Adapting Biosystems

适应生物系统

• 批准号: CRC-2021-00052
• 负责人: Pennell, Matthew
• 金额: $ 1.51万
• 依托单位: University of British Columbia
• 依托单位国家: 加拿大
• 项目类别: Canada Research Chairs
• 财政年份: 2022
• 资助国家: 加拿大
• 起止时间: 2022-01-01 至 2023-12-31
• 项目状态: 已结题
• 来源: https://www.nserc-crsng.gc.ca/ase-oro/Details-Detailles_eng.asp?id=755734
• 关键词: Adapting; Biosystems

A major goal of my research is to understand the processes that generate diversity in the number of lineages. This is a primary challenge in the field of macroevolution, where I got my start in research; we are only beginning to be able to explain why some branches of the Tree of Life are so much more diverse than others. I have previously identified some fundamental regularities in the processes that shape biodiversity across disparate groups of organisms and across disparate time scales; in my research group, we are looking to understand the evolutionary and ecological mechanisms that might explain these regularities. I have also identified some fundamental limits to how much scientists can learn about the processes that generate biodiversity from molecular data alone and have shown that in some cases, researchers may have been pushing these limits. In the next phase of my research, I aim to extend our previous insights and quantify hard bounds on what information we can extract from molecular datasets regarding several other evolutionary phenomena that are of broad interest to researchers. This work will help us determine exactly what we can hope to learn (and exactly what we cannot), to develop novel strategies for making the most of available data, and to identify inferences for which will require additional types of data. These results are also relevant to the study of disease dynamics. The fact that for rapidly evolving pathogens, such SARS-CoV2, genetic diversity accumulates on the time-scale of epidemics, means we can potentially estimate epidemiological parameters such as R0 using molecular phylogenies. As the tools used to study viral lineage diversity are very similar to those used to study organismal diversity, I am extending our macroevolutionary work to quantify the information content of viral phylogenies. This will provide a better measure of our confidence in epidemiological inferences. Alongside this work, I am developing novel approaches for better integrating molecular data with more conventional case count data so that these different types of information can reciprocally inform one another. I also plan to use macroevolutionary tools to reconstruct the diversification of B-cell (antibody) sequences. Working with immunologists, I am developing new statistical techniques for measuring the evolution of an individuals B-cell repertoire as well as precisely defining what we can and cannot learn from purely sequence-based approaches.

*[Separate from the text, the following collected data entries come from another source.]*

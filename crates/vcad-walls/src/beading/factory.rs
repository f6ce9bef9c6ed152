//! Strategy chain assembly.

use serde::{Deserialize, Serialize};
use tracing::debug;
use vcad_walls_math::{mm_to_coord, Coord};

use super::{
    BoxedStrategy, DistributedBeadingStrategy, FixedOuterWallBeadingStrategy,
    FlowCompensatedBeadingStrategy, FlowCompensation, LimitedBeadingStrategy,
    OuterWallInsetBeadingStrategy, RedistributeBeadingStrategy, WideningBeadingStrategy,
};
use crate::diagnostics::Diagnostics;
use crate::error::Result;

/// Inputs of the strategy chain.
#[derive(Debug, Clone, PartialEq, Serialize, Deserialize)]
pub struct BeadingConfig {
    /// Optimal width of the outer bead (microns).
    pub bead_width_outer: Coord,
    /// Optimal width of the inner beads (microns).
    pub bead_width_inner: Coord,
    /// Length of a bead count transition along the skeleton (microns).
    pub transition_length: Coord,
    /// Skeleton slope angle below which regions are central (radians).
    pub transitioning_angle: f64,
    /// Rescue features thinner than one bead.
    pub print_thin_walls: bool,
    /// Smallest width a rescued thin feature is printed at (microns).
    pub min_bead_width: Coord,
    /// Features thinner than this are dropped (microns).
    pub min_feature_size: Coord,
    /// Split threshold for odd bead counts, in (0, 1).
    pub split_middle_threshold: f64,
    /// Add threshold for even bead counts, in (0, 1).
    pub add_middle_threshold: f64,
    /// Maximum number of beads.
    pub max_bead_count: usize,
    /// Inward offset of the outer wall (microns).
    pub outer_wall_offset: Coord,
    /// How far from the centre width errors are spread, in beads.
    pub distribution_radius: f64,
    /// Minimum width of a variable bead relative to its optimal width.
    pub minimum_variable_line_ratio: f64,
    /// Print the outer walls at exactly `fixed_outer_wall_width`.
    pub fixed_outer_wall: bool,
    /// Width of fixed outer walls (microns).
    pub fixed_outer_wall_width: Coord,
    /// Scale down the flow of features thinner than a stable bead.
    #[serde(default)]
    pub flow_compensation: Option<FlowCompensation>,
}

impl Default for BeadingConfig {
    fn default() -> Self {
        Self {
            bead_width_outer: mm_to_coord(0.5),
            bead_width_inner: mm_to_coord(0.5),
            transition_length: mm_to_coord(0.4),
            transitioning_angle: std::f64::consts::FRAC_PI_4,
            print_thin_walls: false,
            min_bead_width: 0,
            min_feature_size: 0,
            split_middle_threshold: 0.5,
            add_middle_threshold: 0.5,
            max_bead_count: 0,
            outer_wall_offset: 0,
            distribution_radius: 2.0,
            minimum_variable_line_ratio: 0.5,
            fixed_outer_wall: false,
            fixed_outer_wall_width: mm_to_coord(0.5),
            flow_compensation: None,
        }
    }
}

/// Build the strategy chain for a configuration.
///
/// The regular chain is
/// `Distributed → Redistribute → Widening? → FlowCompensated? → OuterWallInset? → LimitedBeadCount`;
/// with fixed outer walls it is
/// `Distributed → Redistribute → FixedOuterWall → LimitedBeadCount`.
/// Bead count limiting always ends up outermost.
pub fn make_strategy(config: &BeadingConfig, diagnostics: &Diagnostics) -> Result<BoxedStrategy> {
    let mut ret: BoxedStrategy = Box::new(DistributedBeadingStrategy::new(
        config.bead_width_inner,
        config.transition_length,
        config.transitioning_angle,
        config.split_middle_threshold,
        config.add_middle_threshold,
        config.distribution_radius,
    )?);
    ret = Box::new(RedistributeBeadingStrategy::new(
        config.bead_width_outer,
        config.minimum_variable_line_ratio,
        ret,
    )?);
    if config.fixed_outer_wall {
        ret = Box::new(FixedOuterWallBeadingStrategy::new(
            config.fixed_outer_wall_width,
            config.minimum_variable_line_ratio,
            ret,
        )?);
    } else {
        if config.print_thin_walls {
            ret = Box::new(WideningBeadingStrategy::new(
                ret,
                config.min_feature_size,
                config.min_bead_width,
            )?);
        }
        if let Some(compensation) = config.flow_compensation {
            ret = Box::new(FlowCompensatedBeadingStrategy::new(ret, compensation)?);
        }
        if config.outer_wall_offset > 0 {
            ret = Box::new(OuterWallInsetBeadingStrategy::new(
                config.outer_wall_offset,
                ret,
            )?);
        }
    }
    ret = Box::new(LimitedBeadingStrategy::new(config.max_bead_count, ret)?);
    if diagnostics.beading {
        debug!(chain = %ret.name(), "beading strategy built");
    }
    Ok(ret)
}

/// Build the chain for inner walls and skin: the outer walls keep exactly
/// `bead_width_outer` and only the beads between them vary.
pub fn make_inner_wall_skin_strategy(
    config: &BeadingConfig,
    diagnostics: &Diagnostics,
) -> Result<BoxedStrategy> {
    let fixed = BeadingConfig {
        fixed_outer_wall: true,
        fixed_outer_wall_width: config.bead_width_outer,
        ..config.clone()
    };
    make_strategy(&fixed, diagnostics)
}

/// Split and add thresholds derived from minimum line widths.
///
/// `split = clamp(100·(2·min_even − w0)/w0, 1, 99)/100` and
/// `add = clamp(100·min_odd/wx, 1, 99)/100`. This is a configuration
/// policy helper; the strategy chain only consumes the resulting ratios.
pub fn thresholds_from_line_widths(
    min_even_line_width: Coord,
    min_odd_line_width: Coord,
    bead_width_0: Coord,
    bead_width_x: Coord,
) -> (f64, f64) {
    let percent = |v: f64| if v.is_finite() { v.clamp(1.0, 99.0) } else { 50.0 };
    let w0 = bead_width_0.max(1) as f64;
    let wx = bead_width_x.max(1) as f64;
    let split = percent(100.0 * (2.0 * min_even_line_width as f64 - w0) / w0) / 100.0;
    let add = percent(100.0 * min_odd_line_width as f64 / wx) / 100.0;
    (split, add)
}

#[cfg(test)]
mod tests {
    use super::*;
    use crate::beading::test_support::assert_consistent;

    fn config() -> BeadingConfig {
        BeadingConfig {
            bead_width_outer: 400,
            bead_width_inner: 400,
            max_bead_count: 4,
            ..Default::default()
        }
    }

    #[test]
    fn test_regular_chain() {
        let s = make_strategy(&config(), &Diagnostics::default()).unwrap();
        assert!(s.is_terminal());
        assert_eq!(
            s.name(),
            "LimitedBeadCount+Redistribute+DistributedBeadingStrategy"
        );

        let thin = BeadingConfig {
            print_thin_walls: true,
            min_bead_width: 200,
            min_feature_size: 100,
            outer_wall_offset: 20,
            ..config()
        };
        let s = make_strategy(&thin, &Diagnostics::all()).unwrap();
        assert_eq!(
            s.name(),
            "LimitedBeadCount+OuterWallOffset+Widening+Redistribute+DistributedBeadingStrategy"
        );
        assert_eq!(s.optimal_bead_count(150), 1);
        assert_consistent(&s.compute(150, 1));
    }

    #[test]
    fn test_fixed_chain() {
        let fixed = BeadingConfig {
            fixed_outer_wall: true,
            fixed_outer_wall_width: 400,
            max_bead_count: 6,
            ..config()
        };
        let s = make_strategy(&fixed, &Diagnostics::default()).unwrap();
        assert!(s.name().starts_with("LimitedBeadCount+FixedOuterWall+"));
        for t in [1550, 1600, 1650] {
            let b = s.compute(t, s.optimal_bead_count(t));
            assert_eq!(b.bead_widths[0], 400);
            assert_eq!(*b.bead_widths.last().unwrap(), 400);
        }
    }

    #[test]
    fn test_flow_compensated_chain() {
        let compensated = BeadingConfig {
            flow_compensation: Some(FlowCompensation {
                min_target_width: 150,
                min_stable_width: 300,
                max_flow_compensation_ratio: 0.6,
            }),
            outer_wall_offset: 20,
            ..config()
        };
        let s = make_strategy(&compensated, &Diagnostics::default()).unwrap();
        assert_eq!(
            s.name(),
            "LimitedBeadCount+OuterWallOffset+FlowCompensated+Redistribute+DistributedBeadingStrategy"
        );
        assert_eq!(s.optimal_bead_count(200), 1);
        assert_eq!(s.optimal_bead_count(100), 0);
        assert_consistent(&s.compute(200, 1));
    }

    #[test]
    fn test_inner_wall_skin_chain() {
        let wide_outer = BeadingConfig {
            bead_width_outer: 450,
            fixed_outer_wall_width: 300,
            max_bead_count: 6,
            ..config()
        };
        let s = make_inner_wall_skin_strategy(&wide_outer, &Diagnostics::default()).unwrap();
        assert!(s.is_terminal());
        assert!(s.name().starts_with("LimitedBeadCount+FixedOuterWall+"));
        for t in [1650, 1700, 1800] {
            let b = s.compute(t, s.optimal_bead_count(t));
            assert_eq!(b.bead_widths[0], 450);
            assert_eq!(*b.bead_widths.last().unwrap(), 450);
            assert_consistent(&b);
        }
    }

    #[test]
    fn test_invalid_config() {
        let bad = BeadingConfig {
            bead_width_inner: 0,
            ..config()
        };
        assert!(make_strategy(&bad, &Diagnostics::default()).is_err());
        let bad = BeadingConfig {
            max_bead_count: 0,
            ..config()
        };
        assert!(make_strategy(&bad, &Diagnostics::default()).is_err());
    }

    #[test]
    fn test_thresholds_from_line_widths() {
        let (split, add) = thresholds_from_line_widths(340, 340, 400, 400);
        assert!((split - 0.7).abs() < 1e-9);
        assert!((add - 0.85).abs() < 1e-9);
        let (split, add) = thresholds_from_line_widths(100, 0, 400, 400);
        assert!((split - 0.01).abs() < 1e-9);
        assert!((add - 0.01).abs() < 1e-9);
    }
}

我研究的一个主要目标是了解产生谱系数量多样性的过程。这是宏观进化领域的主要挑战，我也是从宏观进化开始研究的；我们才刚刚开始能够解释为什么生命之树的一些分支比其他分支更加多样化。我以前已经确定了在不同的生物群体和不同的时间尺度上形成生物多样性的过程中的一些基本规律；在我的研究小组中，我们正在寻求理解可能解释这些规律的进化和生态机制。我还指出了一些基本的限制，即科学家只能从分子数据中了解产生生物多样性的过程，并表明在某些情况下，研究人员可能已经突破了这些限制。在我研究的下一阶段，我的目标是扩展我们以前的见解，并量化我们可以从分子数据集中提取的信息的硬性界限，这些信息涉及研究人员广泛感兴趣的其他几个进化现象。这项工作将帮助我们准确地确定我们希望学到什么（以及我们不能学到什么），制定新的策略来充分利用现有数据，并确定需要额外类型数据的推论。这些结果也与疾病动力学的研究有关。对于快速进化的病原体，如SARS-CoV2，遗传多样性在流行病的时间尺度上积累，这意味着我们可以利用分子系统发育来估计R0等流行病学参数。由于用于研究病毒谱系多样性的工具与用于研究生物多样性的工具非常相似，我正在扩展我们的宏观进化工作，以量化病毒系统发育的信息内容。这将更好地衡量我们对流行病学推断的信心。除了这项工作，我正在开发新的方法来更好地整合分子数据与更传统的病例计数数据，使这些不同类型的信息可以相互通知。我还计划使用宏观进化工具来重建b细胞（抗体）序列的多样化。与免疫学家合作，我正在开发新的统计技术来测量单个b细胞库的进化，以及精确地定义我们可以从纯粹的基于序列的方法中学到什么和不能学到什么。